- Joseph Ernest Meyer House
- U.S. National Register of Historic Places
- Location: 1370 Joliet St., Dyer, Indiana
- Coordinates: 41°29′32″N 87°29′49″W﻿ / ﻿41.49222°N 87.49694°W
- Area: 15.7 acres (6.4 ha)
- Built: 1929
- Architect: Bernard Cosbey, Sr.
- Architectural style: Tudor Revival, Jacobethan Revival
- NRHP reference No.: 84001068
- Added to NRHP: March 1, 1984

= Meyer's Castle =

Historic house in Indiana, United States

Meyer's Castle or the Joseph Ernest Meyer House is a former private residence in the town of Dyer, Indiana, United States.

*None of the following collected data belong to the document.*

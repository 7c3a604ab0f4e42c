// Copyright (c) 2026 - present Nicholas D. Crosbie
// SPDX-License-Identifier: MIT

//! gitstat: per-commit and per-file change statistics from git history
//!
//! Runs `git log --stat` (or reads captured output), parses it into commit
//! records, and writes them as JSON or as flattened tables.

use anyhow::Context;
use clap::Parser;
use tracing::info;

use gitstat::config::Config;

fn main() -> anyhow::Result<()> {
    let config = Config::parse();

    // Logs go to stderr so stdout stays clean for exported records
    tracing_subscriber::fmt()
        .with_writer(std::io::stderr)
        .with_env_filter(
            tracing_subscriber::EnvFilter::from_default_env()
                .add_directive(config.log_level().into()),
        )
        .init();

    let summary = gitstat::run::run(&config).context("gitstat run failed")?;

    info!(
        commits = summary.parse.commits,
        discarded_lines = summary.parse.discarded_lines,
        branch_messages = summary.export.branch_messages,
        file_changes = summary.export.file_changes,
        "Export complete"
    );
    Ok(())
}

The castle was constructed from 1927 to 1931 in the Jacobethan style by architect Cosbey Bernard Sr. The house was built for Joseph Ernest Meyer as his private residence, a herbologist and one of Hammond's first millionaires. The building now serves as a special events venue and was also home to "Rivelli", an Italian steakhouse that is now closed.

The castle was built as a replica of a Scottish castle Meyer had once seen. When it was completed in 1931, the Meyer's Castle was the largest and most lavish mansion in the surrounding Calumet region. Its location in the forested area allowed Meyer to continue his practice of herbology. The hill on which the estate sits atop of is called "Indian Hill" due to the many Sauk and Potowami artifacts found in and around the vicinity. It is also one of the highest points in Lake County, IN.

Joseph Meyer lived in Meyer's Castle until his death in 1950, leaving the castle to his wife Cecilia, who lived there for several years after his death. After the death of Cecilia Meyer in 1975, the entire castle grounds and complex was sold to the East Dyer Development Company, which subsequently became today's Castlewood Subdivision of Dyer.
The castle was purchased from the town of Dyer by Cynthia and Charles Curry and later sold.

The property was purchased in 1987. At the time of purchase, the property was in an abandoned and dilapidated state. It was renovated and returned to its original majestic state. They now operate the property as a special events venue and along with a reservation only restaurant. Visitors are welcomed by peacocks that roam the grounds.